During the week, ’my’ Design Perspectives podcast was published. It’s a conversation with professors Philipp Thesen and Birgit Mager recorded in November. In probably too long monologues, I talk about our work, why it’s important and how we are making progress in redesigning public services.
I didn’t manage to listen to it in full. I am still not good at listening to my own ramblings. Some people responded positively to it on LinkedIn. I am grateful for the opportunity to talk about what we do.
Matching people and tasks
How does staffing work? That’s been a question lingering for a while. People across the organisation, including people from the user-centred design discipline, wish to understand it better. And so do I.
For years, I have been describing staffing like a play of Tetris getting closer to level 9. You quickly have to make the most sensible matches with insufficient information – even though a better match could be possible right after making one.
As we work towards new projects, we want to make the staffing process, including how we make decisions, more transparent and easier to understand for everyone. Especially smaller pieces of work with tighter budgets, and hence, fewer people can be a challenge to staff. If, for example, there is only a budget for a tiny team of 2, the profiles, experiences and skills have to match even more precisely.
It’s necessary to overlook people’s titles and current roles. Instead, we must consider their full past. If a transformation manager has been a product manager in the past, that’s good to know. If a person we hired as a user researcher has worked as a strategic service designer before, we need to consider that in staffing decisions.
We discussed staffing in our team delivery sessions this week. We also very briefly touched on it in a new book club session about Simon Birkenhead’s ‘Managing People’.
Working towards reopening working student role
With some funding for our justice services work secured for the coming 2 years, I hope we can reopen the user research ops role.
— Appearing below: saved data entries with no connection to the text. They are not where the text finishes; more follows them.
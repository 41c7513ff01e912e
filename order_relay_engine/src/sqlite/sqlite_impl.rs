//! `SqliteDatabase` is a concrete implementation of an order relay backend.
//!
//! Unsurprisingly, it uses SQLite as the backend and implements the traits defined in the [`crate::traits`] module.
use std::fmt::Debug;

use log::*;
use sqlx::SqlitePool;

use super::db::{catalog, db_url, new_pool, orders, users};
use crate::{
    db_types::{Food, Order, OrderId, OrderItem, Restaurant, User},
    traits::{FulfillmentLookup, RelayDatabase, RelayDbError},
};

#[derive(Clone)]
pub struct SqliteDatabase {
    url: String,
    pool: SqlitePool,
}

impl Debug for SqliteDatabase {
    fn fmt(&self, f: &mut std::fmt::Formatter<'_>) -> std::fmt::Result {
        writeln!(f, "SqliteDatabase ({:?})", self.pool)
    }
}

impl RelayDatabase for SqliteDatabase {
    fn url(&self) -> &str {
        self.url.as_str()
    }

    async fn fetch_order_by_id(&self, id: OrderId) -> Result<Option<Order>, RelayDbError> {
        let mut conn = self.pool.acquire().await?;
        let order = orders::fetch_order_by_id(id, &mut conn).await?;
        Ok(order)
    }

    async fn mark_payment_completed(&self, id: OrderId) -> Result<Option<Order>, RelayDbError> {
        let mut conn = self.pool.acquire().await?;
        let order = orders::mark_payment_completed(id, &mut conn).await?;
        Ok(order)
    }
}

impl FulfillmentLookup for SqliteDatabase {
    async fn fetch_order_items(&self, order_id: OrderId) -> Result<Vec<OrderItem>, RelayDbError> {
        let mut conn = self.pool.acquire().await?;
        let items = orders::fetch_order_items(order_id, &mut conn).await?;
        Ok(items)
    }

    async fn fetch_user_by_id(&self, id: i64) -> Result<Option<User>, RelayDbError> {
        let mut conn = self.pool.acquire().await?;
        let user = users::fetch_user_by_id(id, &mut conn).await?;
        Ok(user)
    }

    async fn fetch_food_by_id(&self, id: i64) -> Result<Option<Food>, RelayDbError> {
        let mut conn = self.pool.acquire().await?;
        let food = catalog::fetch_food_by_id(id, &mut conn).await?;
        Ok(food)
    }

    async fn fetch_restaurant_by_id(&self, id: i64) -> Result<Option<Restaurant>, RelayDbError> {
        let mut conn = self.pool.acquire().await?;
        let restaurant = catalog::fetch_restaurant_by_id(id, &mut conn).await?;
        Ok(restaurant)
    }
}

impl SqliteDatabase {
    /// Creates a new database API object
    pub async fn new(max_connections: u32) -> Result<Self, sqlx::Error> {
        let url = db_url();
        SqliteDatabase::new_with_url(url.as_str(), max_connections).await
    }

    pub async fn new_with_url(url: &str, max_connections: u32) -> Result<Self, sqlx::Error> {
        trace!("Creating new database connection pool with url {url}");
        let pool = new_pool(url, max_connections).await?;
        let url = url.to_string();
        Ok(Self { url, pool })
    }

    /// Returns a reference to the database connection pool.
    pub fn pool(&self) -> &SqlitePool {
        &self.pool
    }
}
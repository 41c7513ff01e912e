use actix_web::{
    error::ResponseError,
    http::{header::ContentType, StatusCode},
    HttpResponse,
};
use order_relay_engine::db_types::OrderId;
use thiserror::Error;

#[derive(Debug, Error)]
pub enum ServerError {
    #[error("Could not initialize server. {0}")]
    InitializeError(String),
    #[error("An error occurred on the backend of the server. {0}")]
    BackendError(String),
    #[error("The webhook signature header is missing.")]
    MissingSignatureHeader,
    #[error("The webhook signature is invalid. {0}")]
    InvalidSignature(String),
    #[error("The event payload is malformed. {0}")]
    MalformedEvent(String),
    #[error("Could not read request body: {0}")]
    InvalidRequestBody(String),
    #[error("'{0}' is not a valid order key.")]
    InvalidOrderKey(String),
    #[error("Order {0} was not found.")]
    OrderNotFound(OrderId),
    #[error("An I/O error happened in the server. {0}")]
    IOError(#[from] std::io::Error),
    #[error("Invalid server configuration. {0}")]
    ConfigurationError(String),
    #[error("UnspecifiedError. {0}")]
    Unspecified(String),
}

impl ResponseError for ServerError {
    fn status_code(&self) -> StatusCode {
        match self {
            Self::MissingSignatureHeader => StatusCode::BAD_REQUEST,
            Self::InvalidSignature(_) => StatusCode::BAD_REQUEST,
            Self::MalformedEvent(_) => StatusCode::BAD_REQUEST,
            Self::InvalidRequestBody(_) => StatusCode::BAD_REQUEST,
            Self::InvalidOrderKey(_) => StatusCode::BAD_REQUEST,
            Self::OrderNotFound(_) => StatusCode::NOT_FOUND,
            Self::InitializeError(_) => StatusCode::INTERNAL_SERVER_ERROR,
            Self::BackendError(_) => StatusCode::INTERNAL_SERVER_ERROR,
            Self::IOError(_) => StatusCode::INTERNAL_SERVER_ERROR,
            Self::ConfigurationError(_) => StatusCode::INTERNAL_SERVER_ERROR,
            Self::Unspecified(_) => StatusCode::INTERNAL_SERVER_ERROR,
        }
    }

    fn error_response(&self) -> HttpResponse {
        HttpResponse::build(self.status_code())
            .insert_header(ContentType::json())
            .body(serde_json::json!({ "error": self.to_string() }).to_string())
    }
}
It’s a part-time role at the student level. We pulled it in early December as unlocking the programme budget was suddenly shaky. With some luck, we should be able to reopen and advertise it in the coming days.
In December, I started listing open user-centred design jobs in the German public sector on the landing page of Verwaltungsgestaltung.
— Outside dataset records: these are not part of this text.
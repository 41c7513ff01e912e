use std::{fmt::Display, str::FromStr};

use chrono::{DateTime, Utc};
use ofr_common::Money;
use serde::{Deserialize, Serialize};
use sqlx::{types::Json, FromRow, Type};
use thiserror::Error;

//--------------------------------------        OrderId        -------------------------------------------------------
/// The native order key. Payment-provider metadata carries order identifiers as strings; coercing one into an
/// `OrderId` is the gate that rejects stale or adversarial keys before they reach the database.
#[derive(Debug, Clone, Copy, PartialEq, Eq, Hash, Type, Serialize, Deserialize)]
#[sqlx(transparent)]
pub struct OrderId(pub i64);

#[derive(Debug, Clone, Error)]
#[error("'{0}' is not a well-formed order key")]
pub struct InvalidOrderId(pub String);

impl FromStr for OrderId {
    type Err = InvalidOrderId;

    fn from_str(s: &str) -> Result<Self, Self::Err> {
        s.trim().parse::<i64>().map(Self).map_err(|_| InvalidOrderId(s.to_string()))
    }
}

impl From<i64> for OrderId {
    fn from(value: i64) -> Self {
        Self(value)
    }
}

impl Display for OrderId {
    fn fmt(&self, f: &mut std::fmt::Formatter<'_>) -> std::fmt::Result {
        write!(f, "#{}", self.0)
    }
}

//--------------------------------------     PaymentStatus     -------------------------------------------------------
/// Payment state of an order. The only transitions are `Pending → Completed` and `Pending → Failed`; neither
/// terminal state ever reverses.
#[derive(Debug, Clone, Copy, PartialEq, Eq, Type, Serialize, Deserialize)]
pub enum PaymentStatus {
    Pending,
    Completed,
    Failed,
}

impl Display for PaymentStatus {
    fn fmt(&self, f: &mut std::fmt::Formatter<'_>) -> std::fmt::Result {
        match self {
            PaymentStatus::Pending => write!(f, "Pending"),
            PaymentStatus::Completed => write!(f, "Completed"),
            PaymentStatus::Failed => write!(f, "Failed"),
        }
    }
}

#[derive(Debug, Clone, Error)]
#[error("Invalid status value: {0}")]
pub struct StatusConversionError(String);

impl FromStr for PaymentStatus {
    type Err = StatusConversionError;

    fn from_str(s: &str) -> Result<Self, Self::Err> {
        match s {
            "Pending" => Ok(Self::Pending),
            "Completed" => Ok(Self::Completed),
            "Failed" => Ok(Self::Failed),
            s => Err(StatusConversionError(format!("Invalid payment status: {s}"))),
        }
    }
}

//--------------------------------------      OrderStatus      -------------------------------------------------------
/// Fulfillment state of an order. The relay only ever asserts `Placed`; later transitions are driven by the delivery
/// flow, which is outside this system.
#[derive(Debug, Clone, Copy, PartialEq, Eq, Type, Serialize, Deserialize)]
pub enum OrderStatus {
    Placed,
    Preparing,
    #[sqlx(rename = "Out for Delivery")]
    #[serde(rename = "Out for Delivery")]
    OutForDelivery,
    Delivered,
}

impl Display for OrderStatus {
    fn fmt(&self, f: &mut std::fmt::Formatter<'_>) -> std::fmt::Result {
        match self {
            OrderStatus::Placed => write!(f, "Placed"),
            OrderStatus::Preparing => write!(f, "Preparing"),
            OrderStatus::OutForDelivery => write!(f, "Out for Delivery"),
            OrderStatus::Delivered => write!(f, "Delivered"),
        }
    }
}

impl FromStr for OrderStatus {
    type Err = StatusConversionError;

    fn from_str(s: &str) -> Result<Self, Self::Err> {
        match s {
            "Placed" => Ok(Self::Placed),
            "Preparing" => Ok(Self::Preparing),
            "Out for Delivery" => Ok(Self::OutForDelivery),
            "Delivered" => Ok(Self::Delivered),
            s => Err(StatusConversionError(format!("Invalid order status: {s}"))),
        }
    }
}

//--------------------------------------        Order        ---------------------------------------------------------
/// A persisted order. Created by the checkout-initiation flow (outside this system) in `Pending` payment state;
/// the relay's only mutation is the payment-status transition.
#[derive(Debug, Clone, PartialEq, FromRow, Serialize)]
pub struct Order {
    pub id: OrderId,
    pub user_id: i64,
    pub restaurant_id: i64,
    pub driver_id: Option<i64>,
    pub delivery_address_id: i64,
    pub order_total: Money,
    pub delivery_fee: Money,
    pub grand_total: Money,
    pub payment_method: Option<String>,
    pub payment_status: PaymentStatus,
    pub order_status: OrderStatus,
    pub rating: Option<i64>,
    pub feedback: Option<String>,
    pub promo_code: Option<String>,
    pub discount_amount: Option<Money>,
    pub notes: Option<String>,
    pub created_at: DateTime<Utc>,
    pub updated_at: DateTime<Utc>,
}

//--------------------------------------      OrderItem      ---------------------------------------------------------
#[derive(Debug, Clone, FromRow, Serialize)]
pub struct OrderItem {
    pub id: i64,
    pub order_id: OrderId,
    pub food_id: i64,
    pub quantity: i64,
    pub price: Money,
    /// Selected add-ons, stored as a JSON array.
    pub additives: Json<Vec<String>>,
    pub instructions: String,
}

//--------------------------------------        User         ---------------------------------------------------------
/// A customer or restaurant-owner account. Read-only from the relay's perspective.
#[derive(Debug, Clone, FromRow, Serialize)]
pub struct User {
    pub id: i64,
    pub name: String,
    pub email: String,
    /// Push-notification device token. `None` means no token was ever registered; the literal string `"none"` is a
    /// sentinel written by clients on logout. Both suppress delivery.
    pub fcm_token: Option<String>,
}

//--------------------------------------        Food         ---------------------------------------------------------
#[derive(Debug, Clone, FromRow, Serialize)]
pub struct Food {
    pub id: i64,
    pub title: String,
    pub restaurant_id: i64,
    /// Display images, stored as a JSON array of urls. The first entry serves as the notification thumbnail.
    pub image_urls: Json<Vec<String>>,
}

//--------------------------------------     Restaurant      ---------------------------------------------------------
#[derive(Debug, Clone, FromRow, Serialize)]
pub struct Restaurant {
    pub id: i64,
    pub title: String,
    /// The owning [`User`], who receives incoming-order notifications.
    pub owner_id: i64,
}

//--------------------------------------  NotificationPayload  -------------------------------------------------------
/// The structured data block attached to both the customer and owner push messages.
#[derive(Debug, Clone, PartialEq, Eq, Serialize, Deserialize)]
#[serde(rename_all = "camelCase")]
pub struct NotificationPayload {
    pub order_id: OrderId,
    pub image_url: String,
    pub message_type: String,
}

impl NotificationPayload {
    /// Payload for an order-lifecycle message, thumbnailed with the given image.
    pub fn order(order_id: OrderId, image_url: String) -> Self {
        Self { order_id, image_url, message_type: "order".to_string() }
    }
}

#[cfg(test)]
mod test {
    use super::*;

    #[test]
    fn order_id_parses_numeric_keys() {
        assert_eq!("42".parse::<OrderId>().unwrap(), OrderId(42));
        assert_eq!(" 7 ".parse::<OrderId>().unwrap(), OrderId(7));
    }

    #[test]
    fn order_id_rejects_malformed_keys() {
        assert!("65ab03f1f2c1e9".parse::<OrderId>().is_err());
        assert!("".parse::<OrderId>().is_err());
        assert!("12.5".parse::<OrderId>().is_err());
    }

    #[test]
    fn status_round_trips() {
        for s in [PaymentStatus::Pending, PaymentStatus::Completed, PaymentStatus::Failed] {
            assert_eq!(s.to_string().parse::<PaymentStatus>().unwrap(), s);
        }
        for s in
            [OrderStatus::Placed, OrderStatus::Preparing, OrderStatus::OutForDelivery, OrderStatus::Delivered]
        {
            assert_eq!(s.to_string().parse::<OrderStatus>().unwrap(), s);
        }
        assert_eq!(OrderStatus::OutForDelivery.to_string(), "Out for Delivery");
    }

    #[test]
    fn notification_payload_serializes_in_wire_form() {
        let payload = NotificationPayload::order(OrderId(9), "https://img/1.png".to_string());
        let json = serde_json::to_value(&payload).unwrap();
        assert_eq!(json["orderId"], 9);
        assert_eq!(json["imageUrl"], "https://img/1.png");
        assert_eq!(json["messageType"], "order");
    }
}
Scheduled with optimism in December, I ran a 90-minute workshop with 3 talent acquisition colleagues. We looked at how we can finally make discipline pages on our website happen. That are dedicated pages for each delivery discipline: design and user research, product management, software engineering, and transformation management. They are supposed to tell what each discipline does and thereby address various needs of both applicants and ministerial collaborators new to digital teams and their work. I mentioned the idea for the first time almost exactly 2 years ago – in weeknote 36. For various reasons, we haven’t materialised since then.
Now, we rebooted the work, zoomed out and gathered the various things we know these 2 user groups want to find out. We collected, clustered and prioritised the content. Our next activity will involve colleagues who started at Digital Service in the past 6 months to complete the picture. We want to know what things they would have liked to know before joining the organisation. Then, we will work on a fresh content draft – starting with user-centred design. I hope we can create something in hidden beta by the end of the quarter.
What’s next
There is plenty to do.
There are various things left on my to-do list from 2024.
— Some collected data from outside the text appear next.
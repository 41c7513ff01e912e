use log::*;
use ofr_common::Secret;

pub const DEFAULT_STRIPE_API_URL: &str = "https://api.stripe.com";
const DEFAULT_SIGNATURE_TOLERANCE_SECS: i64 = 300;

#[derive(Debug, Clone)]
pub struct StripeConfig {
    /// Base url of the Stripe REST API. Overridable mainly so that tests can point at a local stub.
    pub api_url: String,
    pub secret_key: Secret<String>,
    pub webhook_secret: Secret<String>,
    /// Maximum age, in seconds, of the timestamp in a webhook signature header before the event is rejected.
    pub signature_tolerance_secs: i64,
}

impl Default for StripeConfig {
    fn default() -> Self {
        Self {
            api_url: DEFAULT_STRIPE_API_URL.to_string(),
            secret_key: Secret::default(),
            webhook_secret: Secret::default(),
            signature_tolerance_secs: DEFAULT_SIGNATURE_TOLERANCE_SECS,
        }
    }
}

impl StripeConfig {
    pub fn new_from_env_or_default() -> Self {
        let api_url = std::env::var("OFR_STRIPE_API_URL").unwrap_or_else(|_| DEFAULT_STRIPE_API_URL.to_string());
        let secret_key = Secret::new(std::env::var("OFR_STRIPE_SECRET_KEY").unwrap_or_else(|_| {
            warn!("OFR_STRIPE_SECRET_KEY not set. Customer lookups against the live API will fail.");
            String::default()
        }));
        let webhook_secret = Secret::new(std::env::var("OFR_STRIPE_WEBHOOK_SECRET").unwrap_or_else(|_| {
            warn!("OFR_STRIPE_WEBHOOK_SECRET not set. Incoming webhook signatures cannot be verified.");
            String::default()
        }));
        let signature_tolerance_secs = std::env::var("OFR_STRIPE_SIGNATURE_TOLERANCE")
            .ok()
            .and_then(|s| {
                s.parse::<i64>()
                    .map_err(|e| warn!("Invalid value for OFR_STRIPE_SIGNATURE_TOLERANCE: {e}. Using the default."))
                    .ok()
            })
            .unwrap_or(DEFAULT_SIGNATURE_TOLERANCE_SECS);
        Self { api_url, secret_key, webhook_secret, signature_tolerance_secs }
    }
}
Within the coming week, I must start writing a blog post on combining law-making and service development quality assurance. It’s a blog post that has been lingering for almost 12 months. It has not been a pressing priority. That has changed as we get closer to our Demo Day and the pre-election period warms up. So, there are some things we want to highlight.
I also hope to see our international community update, which we penned in December, to be published finally. It got stuck in departmental press office review pipelines.
Our user researchers have a half-day onsite on Wednesday. I will join for as long as possible and give a little impulse talk.